XHIRC-FM
- Colima, Colima; Mexico;
- Frequency: 98.1 MHz
- Branding: Conexión 98.1 FM

Programming
- Format: Public radio

Ownership
- Owner: Government of the State of Colima
- Sister stations: XHAMO-TDT

History
- First air date: June 26, 1986 (as XEBCO-AM) May 1, 2007 (as XHIRC-FM)
- Call sign meaning: Instituto de la Radio Colimense (Colima Radio Institute, predecessor to ICRTV)

Technical information
- Class: B1
- ERP: 5 kW
- HAAT: 322.29 m
- Transmitter coordinates: 19°10′47″N 103°41′26″W﻿ / ﻿19.17972°N 103.69056°W

Links
- Website: ICRTV

= XHIRC-FM =

Radio station in Colima, Colima

XHIRC-FM is a radio station serving Colima, Colima, in central−western Mexico. The station is owned by the state of Colima through the Instituto Colimense de Radio y Televisión and broadcasts on 98.1 MHz.

==History==
XHIRC is the successor to the first public radio station in the state of Colima.

===XEBCO-AM===

XEBCO-AM on 1210 kHz to the air on June 26, 1986, as part of a joint project between the Instituto Mexicano de la Radio and the state government of Colima. It was one of several new partnership stations between IMER and state governments established in the 1980s. Broadcasting with 50 kW power day and 5 kW night from its transmitter in Villa de Álvarez (still home to the radio studios of XHIRC), its signal covered the state of Colima as well as portions of Michoacán and Jalisco and carried programming from XEB-AM "Radio México", thus the XEBCO callsign. In the IMER era XEBCO was known as "Radio Occidente, La Voz de Colima".
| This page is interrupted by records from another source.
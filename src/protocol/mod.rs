//! RESP reply model
//!
//! Commands in this crate never touch the wire directly; they build [`Frame`]
//! values and leave encoding to the network front end.

mod frame;

pub use frame::Frame;
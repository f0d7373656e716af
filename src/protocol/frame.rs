//! RESP Frame types
//!
//! This module defines the Frame enum representing the reply shapes a
//! command can produce: the RESP2 core plus the RESP3 scalars and maps that
//! script results and store replies can carry.

use std::collections::HashMap;

use bytes::Bytes;

/// RESP protocol frame types
#[derive(Debug, Clone, PartialEq)]
pub enum Frame {
    /// Simple string: +OK\r\n
    Simple(Bytes),

    /// Error: -ERR message\r\n
    Error(Bytes),

    /// Integer: :1000\r\n
    Integer(i64),

    /// Bulk string: $5\r\nhello\r\n or $-1\r\n for null
    Bulk(Option<Bytes>),

    /// Array: *2\r\n... or *-1\r\n for null
    Array(Option<Vec<Frame>>),

    /// Null: _\r\n (RESP3 explicit null)
    Null,

    /// Boolean: #t\r\n or #f\r\n
    Boolean(bool),

    /// Double: ,3.14\r\n
    Double(f64),

    /// Map: %<count>\r\n<key><value>...
    Map(HashMap<Bytes, Frame>),
}

impl Frame {
    /// Create a simple string frame
    #[inline]
    pub fn simple(s: impl Into<Bytes>) -> Self {
        Frame::Simple(s.into())
    }

    /// The canonical `+OK` reply
    #[inline]
    pub fn ok() -> Self {
        Frame::Simple(Bytes::from_static(b"OK"))
    }

    /// Create an error frame
    #[cold]
    #[inline]
    pub fn error(s: impl Into<Bytes>) -> Self {
        Frame::Error(s.into())
    }

    /// Create an integer frame
    #[inline]
    pub fn integer(n: i64) -> Self {
        Frame::Integer(n)
    }

    /// Create a bulk string frame
    #[inline]
    pub fn bulk(data: impl Into<Bytes>) -> Self {
        Frame::Bulk(Some(data.into()))
    }

    /// Create a null bulk string frame
    #[inline]
    pub fn null() -> Self {
        Frame::Bulk(None)
    }

    /// Create an array frame
    #[inline]
    pub fn array(frames: Vec<Frame>) -> Self {
        Frame::Array(Some(frames))
    }

    /// Check if this frame is null (bulk, array, or RESP3 Null)
    #[inline]
    pub fn is_null(&self) -> bool {
        matches!(self, Frame::Bulk(None) | Frame::Array(None) | Frame::Null)
    }

    /// Check if this frame is an error
    #[inline]
    pub fn is_error(&self) -> bool {
        matches!(self, Frame::Error(_))
    }

    /// Get the string value if this is a Simple, Bulk, or Error frame
    #[inline]
    pub fn as_str(&self) -> Option<&str> {
        match self {
            Frame::Simple(b) | Frame::Error(b) | Frame::Bulk(Some(b)) => {
                std::str::from_utf8(b).ok()
            }
            _ => None,
        }
    }

    /// Get the integer value if this is an Integer frame
    pub fn as_integer(&self) -> Option<i64> {
        match self {
            Frame::Integer(n) => Some(*n),
            _ => None,
        }
    }

    /// Get the array if this is an Array frame
    pub fn as_array(&self) -> Option<&Vec<Frame>> {
        match self {
            Frame::Array(Some(arr)) => Some(arr),
            _ => None,
        }
    }
}

impl From<String> for Frame {
    fn from(s: String) -> Self {
        Frame::bulk(s)
    }
}

impl From<&str> for Frame {
    fn from(s: &str) -> Self {
        Frame::bulk(Bytes::copy_from_slice(s.as_bytes()))
    }
}

impl From<i64> for Frame {
    fn from(n: i64) -> Self {
        Frame::integer(n)
    }
}

impl From<Bytes> for Frame {
    fn from(b: Bytes) -> Self {
        Frame::bulk(b)
    }
}

#[cfg(test)]
mod tests {
    use super::*;

    #[test]
    fn test_frame_constructors() {
        assert_eq!(Frame::simple("OK"), Frame::Simple(Bytes::from("OK")));
        assert_eq!(Frame::ok(), Frame::simple("OK"));
        assert_eq!(Frame::error("ERR"), Frame::Error(Bytes::from("ERR")));
        assert_eq!(Frame::integer(42), Frame::Integer(42));
        assert_eq!(Frame::bulk("hello"), Frame::Bulk(Some(Bytes::from("hello"))));
        assert_eq!(Frame::null(), Frame::Bulk(None));
    }

    #[test]
    fn test_frame_is_null() {
        assert!(Frame::null().is_null());
        assert!(Frame::Array(None).is_null());
        assert!(Frame::Null.is_null());
        assert!(!Frame::bulk("x").is_null());
        assert!(!Frame::array(vec![]).is_null());
    }

    #[test]
    fn test_frame_accessors() {
        assert_eq!(Frame::bulk("mylib").as_str(), Some("mylib"));
        assert_eq!(Frame::error("ERR nope").as_str(), Some("ERR nope"));
        assert_eq!(Frame::Integer(7).as_integer(), Some(7));
        assert_eq!(Frame::bulk("7").as_integer(), None);
        assert_eq!(Frame::array(vec![Frame::Integer(1)]).as_array().map(Vec::len), Some(1));
    }

    #[test]
    fn test_frame_from_conversions() {
        assert_eq!(Frame::from("abc"), Frame::bulk("abc"));
        assert_eq!(Frame::from("abc".to_string()), Frame::bulk("abc"));
        assert_eq!(Frame::from(5i64), Frame::Integer(5));
    }
}
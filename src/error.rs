//! Error types for Ferrite Functions
//!
//! This module defines the error taxonomy shared by the function registry,
//! the script host, and the command surface. Uses `thiserror` for ergonomic
//! error definitions.

use std::fmt;

use thiserror::Error;

use crate::protocol::Frame;

/// Stage of script execution at which an interpreter error occurred
#[derive(Debug, Clone, Copy, PartialEq, Eq)]
pub enum ScriptStage {
    /// The chunk failed to compile
    Compiling,
    /// The chunk or a callback raised an error while running
    Running,
}

impl fmt::Display for ScriptStage {
    fn fmt(&self, f: &mut fmt::Formatter<'_>) -> fmt::Result {
        match self {
            ScriptStage::Compiling => f.write_str("compiling"),
            ScriptStage::Running => f.write_str("running"),
        }
    }
}

/// Main error type for Ferrite Functions operations
#[derive(Error, Debug, Clone, PartialEq)]
pub enum FerriteError {
    /// Configuration parsing or validation error
    #[error("Configuration error: {0}")]
    Config(String),

    /// Wrong number of arguments for a command
    #[error("wrong number of arguments for '{0}' command")]
    WrongArity(String),

    /// Declared key count exceeds the number of remaining arguments
    #[error("Number of keys can't be greater than number of args")]
    TooManyKeys,

    /// Declared key count is negative
    #[error("Number of keys can't be negative")]
    NegativeKeyCount,

    /// Value cannot be parsed as integer
    #[error("value is not an integer or out of range")]
    NotInteger,

    /// Command syntax error
    #[error("syntax error")]
    Syntax,

    /// Unknown or unimplemented command
    #[error("unknown command '{0}'")]
    UnknownCommand(String),

    /// Unknown subcommand of a container command
    #[error("unknown subcommand '{0}'. Try FUNCTION HELP.")]
    UnknownSubcommand(String),

    /// Unknown option given to a subcommand
    #[error("Unknown argument '{0}'")]
    UnknownArgument(String),

    /// Invalid database index
    #[error("DB index is out of range")]
    InvalidDbIndex,

    /// Authentication required but not provided
    #[error("Authentication required")]
    NoAuth,

    /// Invalid password provided
    #[error("invalid password")]
    InvalidPassword,

    /// Command issued while the session is in pub/sub mode
    #[error("Can't execute '{0}': only (P|S)SUBSCRIBE / (P|S)UNSUBSCRIBE / PING / QUIT / RESET are allowed in this context")]
    PubSubContext(String),

    /// Library payload does not start with a valid `#!lua name=` header
    #[error("{0}")]
    InvalidHeader(String),

    /// A library with this name is already registered
    #[error("Library '{0}' already exists")]
    DuplicateLibrary(String),

    /// A function with this name is owned by another registered library
    #[error("Function {0} already exists")]
    FunctionExists(String),

    /// `redis.register_function` was called with an unsupported shape
    #[error("{0}")]
    InvalidRegistration(String),

    /// The embedded interpreter failed to compile or run a chunk
    #[error("Error {stage} script: {message}")]
    ScriptError {
        /// Where the failure happened
        stage: ScriptStage,
        /// Interpreter message, passed through verbatim
        message: String,
    },

    /// The library body registered no functions
    #[error("No functions registered")]
    EmptyLibrary,

    /// Library does not exist
    #[error("Library '{0}' does not exist")]
    LibraryNotFound(String),

    /// Function does not exist
    #[error("Function not found")]
    FunctionNotFound(String),

    /// FCALL_RO on a function lacking the `no-writes` flag
    #[error("Can not execute a script with write flag using *_ro command.")]
    WriteInReadOnlyCall,

    /// Write command issued from a read-only callback
    #[error("Write commands are not allowed from read-only scripts.")]
    WriteCommandNotAllowed,

    /// Script-to-store call attempted to run another script
    #[error("This Redis command is not allowed from script")]
    NestedCallNotAllowed,

    /// Malformed FUNCTION DUMP payload
    #[error("Invalid DUMP payload: {0}")]
    InvalidPayload(String),

    /// FUNCTION KILL with nothing running
    #[error("No function is running")]
    NoFunctionRunning,

    /// Internal error
    #[error("Internal error: {0}")]
    Internal(String),
}

/// Result type alias for Ferrite Functions operations
pub type Result<T> = std::result::Result<T, FerriteError>;

impl FerriteError {
    /// Create a running-stage script error
    pub fn runtime(message: impl Into<String>) -> Self {
        FerriteError::ScriptError {
            stage: ScriptStage::Running,
            message: message.into(),
        }
    }

    /// Create a compiling-stage script error
    pub fn compile(message: impl Into<String>) -> Self {
        FerriteError::ScriptError {
            stage: ScriptStage::Compiling,
            message: message.into(),
        }
    }

    /// Returns true if this error was raised while validating arguments,
    /// before any state was touched
    pub fn is_argument_error(&self) -> bool {
        matches!(
            self,
            FerriteError::WrongArity(_)
                | FerriteError::TooManyKeys
                | FerriteError::NegativeKeyCount
                | FerriteError::NotInteger
                | FerriteError::Syntax
                | FerriteError::UnknownSubcommand(_)
                | FerriteError::UnknownArgument(_)
        )
    }

    /// Convert error to RESP error string
    #[cold]
    pub fn to_resp_error(&self) -> String {
        match self {
            FerriteError::NoAuth => format!("NOAUTH {self}"),
            FerriteError::NoFunctionRunning => format!("NOTBUSY {self}"),
            FerriteError::ScriptError {
                stage: ScriptStage::Running,
                message,
            } if has_error_code(message) => message.clone(),
            _ => format!("ERR {self}"),
        }
    }

    /// Convert error to an error reply frame
    #[cold]
    pub fn to_frame(&self) -> Frame {
        Frame::error(self.to_resp_error())
    }
}

/// Returns true when `message` already starts with a Redis error code such as
/// `ERR` or `WRONGTYPE`, in which case it is forwarded untouched.
fn has_error_code(message: &str) -> bool {
    match message.split_once(' ') {
        Some((code, _)) => {
            !code.is_empty()
                && code.chars().all(|c| c.is_ascii_uppercase() || c == '_')
                && !has_location_prefix(message)
        }
        None => false,
    }
}

/// Whether the first line contains a `chunk:line:` position, as the
/// interpreter prepends to runtime errors. The chunk name is the library
/// name, which may itself start with an uppercase word.
fn has_location_prefix(message: &str) -> bool {
    let first_line = message.lines().next().unwrap_or_default();
    first_line.match_indices(':').any(|(i, _)| {
        let rest = &first_line[i + 1..];
        let digits = rest.bytes().take_while(u8::is_ascii_digit).count();
        digits > 0 && rest[digits..].starts_with(':')
    })
}
//! Ferrite Functions - run Redis Functions commands from the command line
//!
//! Libraries given with `--load` are loaded first (with REPLACE), then the
//! trailing command runs. Without a trailing command, commands are read from
//! stdin, one per line, split on whitespace.
#![allow(clippy::print_stdout, clippy::print_stderr)]

use std::io::{self, BufRead, Write};
use std::path::PathBuf;
use std::process::ExitCode;
use std::sync::Arc;

use bytes::Bytes;
use clap::{ArgAction, Parser};
use ferrite_functions::config::{Config, LogFormat};
use ferrite_functions::{CommandExecutor, Frame, Session};
use tracing::{error, info};

/// Ferrite Functions - Redis Functions over an in-memory store
#[derive(Parser, Debug)]
#[command(name = "ferrite-functions")]
#[command(author, version, about, long_about = None)]
struct Cli {
    /// Path to configuration file (TOML)
    #[arg(short = 'c', long = "config", value_name = "FILE")]
    config: Option<PathBuf>,

    /// Log level: trace, debug, info, warn, error (overrides config file)
    #[arg(short = 'l', long = "log-level", value_name = "LEVEL", env = "FERRITE_LOG_LEVEL")]
    loglevel: Option<String>,

    /// Number of databases (1-16, overrides config file)
    #[arg(long = "databases", value_name = "NUM", env = "FERRITE_DATABASES")]
    databases: Option<u8>,

    /// Library file to load before running the command (repeatable)
    #[arg(long = "load", value_name = "FILE", action = ArgAction::Append)]
    load: Vec<PathBuf>,

    /// Database to select before running the command
    #[arg(short = 'n', long = "db", value_name = "INDEX", default_value_t = 0)]
    db: u8,

    /// Dump effective configuration to stdout and exit
    #[arg(long = "dump-config", action = ArgAction::SetTrue)]
    dump_config: bool,

    /// Command to run, e.g. `FCALL myfunc 1 key arg`
    #[arg(trailing_var_arg = true, allow_hyphen_values = true)]
    command: Vec<String>,
}

fn main() -> ExitCode {
    let cli = Cli::parse();

    let mut config = match &cli.config {
        Some(path) => match Config::from_file(path) {
            Ok(config) => config,
            Err(e) => {
                eprintln!("{}", e);
                return ExitCode::FAILURE;
            }
        },
        None => Config::default(),
    };

    if let Some(level) = &cli.loglevel {
        config.logging.level = level.clone();
    }
    if let Some(databases) = cli.databases {
        config.storage.databases = databases;
    }

    if let Err(e) = config.validate() {
        eprintln!("{}", e);
        return ExitCode::FAILURE;
    }

    if cli.dump_config {
        return match toml::to_string_pretty(&config) {
            Ok(text) => {
                println!("{}", text);
                ExitCode::SUCCESS
            }
            Err(e) => {
                eprintln!("Failed to serialize config: {}", e);
                ExitCode::FAILURE
            }
        };
    }

    init_logging(&config);

    let executor = CommandExecutor::new(Arc::new(config));
    let mut session = Session::new();

    if let Some(password) = executor.config().security.requirepass.clone() {
        executor.execute(&mut session, &[Bytes::from("AUTH"), Bytes::from(password)]);
    }

    if cli.db != 0 {
        let reply = executor.execute(&mut session, &[Bytes::from("SELECT"), Bytes::from(cli.db.to_string())]);
        if reply.is_error() {
            print_reply(&reply);
            return ExitCode::FAILURE;
        }
    }

    for path in &cli.load {
        let code = match std::fs::read_to_string(path) {
            Ok(code) => code,
            Err(e) => {
                error!(path = %path.display(), "Failed to read library: {}", e);
                return ExitCode::FAILURE;
            }
        };
        let reply = executor.execute(
            &mut session,
            &[Bytes::from("FUNCTION"), Bytes::from("LOAD"), Bytes::from("REPLACE"), Bytes::from(code)],
        );
        if reply.is_error() {
            print_reply(&reply);
            return ExitCode::FAILURE;
        }
        info!(path = %path.display(), "Library loaded");
    }

    if !cli.command.is_empty() {
        let argv: Vec<Bytes> = cli.command.into_iter().map(Bytes::from).collect();
        let reply = executor.execute(&mut session, &argv);
        print_reply(&reply);
        return if reply.is_error() {
            ExitCode::FAILURE
        } else {
            ExitCode::SUCCESS
        };
    }

    run_stdin(&executor, &mut session)
}

fn run_stdin(executor: &CommandExecutor, session: &mut Session) -> ExitCode {
    let stdin = io::stdin();
    for line in stdin.lock().lines() {
        let line = match line {
            Ok(line) => line,
            Err(e) => {
                error!("Failed to read stdin: {}", e);
                return ExitCode::FAILURE;
            }
        };
        let argv: Vec<Bytes> = line
            .split_whitespace()
            .map(|part| Bytes::from(part.to_string()))
            .collect();
        if argv.is_empty() {
            continue;
        }
        print_reply(&executor.execute(session, &argv));
    }
    ExitCode::SUCCESS
}

fn print_reply(frame: &Frame) {
    let mut out = String::new();
    format_raw(frame, &mut out);
    let mut stdout = io::stdout().lock();
    let _ = stdout.write_all(out.as_bytes());
    let _ = stdout.flush();
}

/// Render a reply the way `redis-cli --raw` does
fn format_raw(frame: &Frame, out: &mut String) {
    match frame {
        Frame::Simple(s) | Frame::Error(s) | Frame::Bulk(Some(s)) => {
            out.push_str(&String::from_utf8_lossy(s));
            out.push('\n');
        }
        Frame::Integer(n) => {
            out.push_str(&n.to_string());
            out.push('\n');
        }
        Frame::Double(d) => {
            out.push_str(&d.to_string());
            out.push('\n');
        }
        Frame::Boolean(b) => {
            out.push_str(if *b { "1\n" } else { "0\n" });
        }
        Frame::Bulk(None) | Frame::Array(None) | Frame::Null => out.push('\n'),
        Frame::Array(Some(items)) => {
            for item in items {
                format_raw(item, out);
            }
        }
        Frame::Map(map) => {
            let mut entries: Vec<_> = map.iter().collect();
            entries.sort_by(|a, b| a.0.cmp(b.0));
            for (key, value) in entries {
                out.push_str(&String::from_utf8_lossy(key));
                out.push('\n');
                format_raw(value, out);
            }
        }
    }
}

fn init_logging(config: &Config) {
    use tracing_subscriber::{fmt, prelude::*, EnvFilter};

    let filter =
        EnvFilter::try_from_default_env().unwrap_or_else(|_| EnvFilter::new(&config.logging.level));

    // Logs go to stderr so replies on stdout stay clean
    match config.logging.format {
        LogFormat::Json => {
            tracing_subscriber::registry()
                .with(filter)
                .with(fmt::layer().json().with_writer(io::stderr))
                .init();
        }
        LogFormat::Pretty => {
            tracing_subscriber::registry()
                .with(filter)
                .with(fmt::layer().pretty().with_writer(io::stderr))
                .init();
        }
    }
}
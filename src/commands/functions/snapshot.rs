//! FUNCTION DUMP / FUNCTION RESTORE
//!
//! The payload is base64 (standard alphabet) over JSON:
//!
//! ```text
//! {"version":1,"libraries":[{"name":"mylib","code":"..."}]}
//! ```
//!
//! Only library names and bodies are stored, in load order; function
//! definitions are rebuilt by re-running each body on restore, which also
//! rebuilds function ownership. A bare JSON array of library records is
//! accepted as well.

use base64::engine::general_purpose::STANDARD;
use base64::Engine;
use serde::{Deserialize, Serialize};

use super::loader;
use super::registry::Registry;
use crate::error::{FerriteError, Result};

/// Current payload version
pub const DUMP_VERSION: u32 = 1;

#[derive(Debug, Clone, Serialize, Deserialize)]
struct LibraryRecord {
    name: String,
    code: String,
}

#[derive(Debug, Serialize, Deserialize)]
struct Snapshot {
    version: u32,
    libraries: Vec<LibraryRecord>,
}

#[derive(Deserialize)]
#[serde(untagged)]
enum Payload {
    Versioned(Snapshot),
    Bare(Vec<LibraryRecord>),
}

/// How RESTORE treats libraries that are already loaded
#[derive(Debug, Clone, Copy, Default, PartialEq, Eq)]
pub enum RestorePolicy {
    /// Discard everything, then load the payload
    #[default]
    Flush,
    /// Keep existing libraries; a name clash fails the restore
    Append,
    /// Keep existing libraries; clashing names are replaced
    Replace,
}

impl RestorePolicy {
    /// Parse a RESTORE policy argument (case-insensitive)
    pub fn parse(arg: &str) -> Option<Self> {
        match arg.to_ascii_uppercase().as_str() {
            "FLUSH" => Some(RestorePolicy::Flush),
            "APPEND" => Some(RestorePolicy::Append),
            "REPLACE" => Some(RestorePolicy::Replace),
            _ => None,
        }
    }
}

/// Serialize every loaded library, oldest first
pub fn dump(registry: &Registry) -> Result<String> {
    let snapshot = Snapshot {
        version: DUMP_VERSION,
        libraries: registry
            .in_load_order()
            .into_iter()
            .map(|library| LibraryRecord {
                name: library.name.clone(),
                code: library.code.clone(),
            })
            .collect(),
    };

    let json = serde_json::to_vec(&snapshot)
        .map_err(|e| FerriteError::Internal(format!("Failed to serialize functions: {}", e)))?;
    Ok(STANDARD.encode(json))
}

fn decode(payload: &[u8]) -> Result<Vec<LibraryRecord>> {
    let json = STANDARD
        .decode(payload)
        .map_err(|e| FerriteError::InvalidPayload(e.to_string()))?;

    match serde_json::from_slice::<Payload>(&json) {
        Ok(Payload::Versioned(snapshot)) if snapshot.version == DUMP_VERSION => {
            Ok(snapshot.libraries)
        }
        Ok(Payload::Versioned(snapshot)) => Err(FerriteError::InvalidPayload(format!(
            "unsupported version {}",
            snapshot.version
        ))),
        Ok(Payload::Bare(libraries)) => Ok(libraries),
        Err(e) => Err(FerriteError::InvalidPayload(e.to_string())),
    }
}

/// Rebuild `registry` from `payload`.
///
/// Libraries are loaded into a staging registry in payload order, which is
/// swapped in only when every record loaded. On error `registry` is
/// unchanged. Returns the number of libraries restored.
pub fn restore(registry: &mut Registry, payload: &[u8], policy: RestorePolicy) -> Result<usize> {
    let records = decode(payload)?;

    let mut staging = registry.empty_like();
    if policy != RestorePolicy::Flush {
        for library in registry.in_load_order() {
            staging.put(library.clone(), false)?;
        }
    }

    for record in &records {
        if policy == RestorePolicy::Append && staging.contains_library(&record.name) {
            return Err(FerriteError::DuplicateLibrary(record.name.clone()));
        }
        if record.name.is_empty() {
            return Err(FerriteError::InvalidPayload("library name was not given".to_string()));
        }
        let library = loader::compile_library(&record.name, &record.code)?;
        staging.put(library, true)?;
    }

    *registry = staging;
    tracing::info!(libraries = records.len(), ?policy, "Function libraries restored");
    Ok(records.len())
}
In 1988, it was announced that XEBCO would begin broadcasting on FM, on 98.5 MHz; this never happened.

In 2004, IMER and the state government dissolved their partnership, as IMER was seeking to shed stations. In shuttering the Radio México Internacional shortwave and returning XEBCO and Campeche's XETEB to their state governments, the IMER cited their obsolete equipment and high cost to the agency. The new Instituto de la Radio Colimense (Colima Radio Institute) was formed to manage XEBCO. Under its management, from 2005, the station became known as "Conexión 1210 AM".

===XHIRC-FM===
In 2005, the state government of Colima sought to replace XEBCO with a station on the FM band. In 2006, the application was granted, and the state government received the permit for XHIRC-FM 98.1.

On April 30, 2007, XEBCO left the air for good. The next day, XHIRC-FM "Conexión 98.1 FM" signed on for the first time, under the aegis of the recently expanded Instituto Colimense de Radio y Televisión.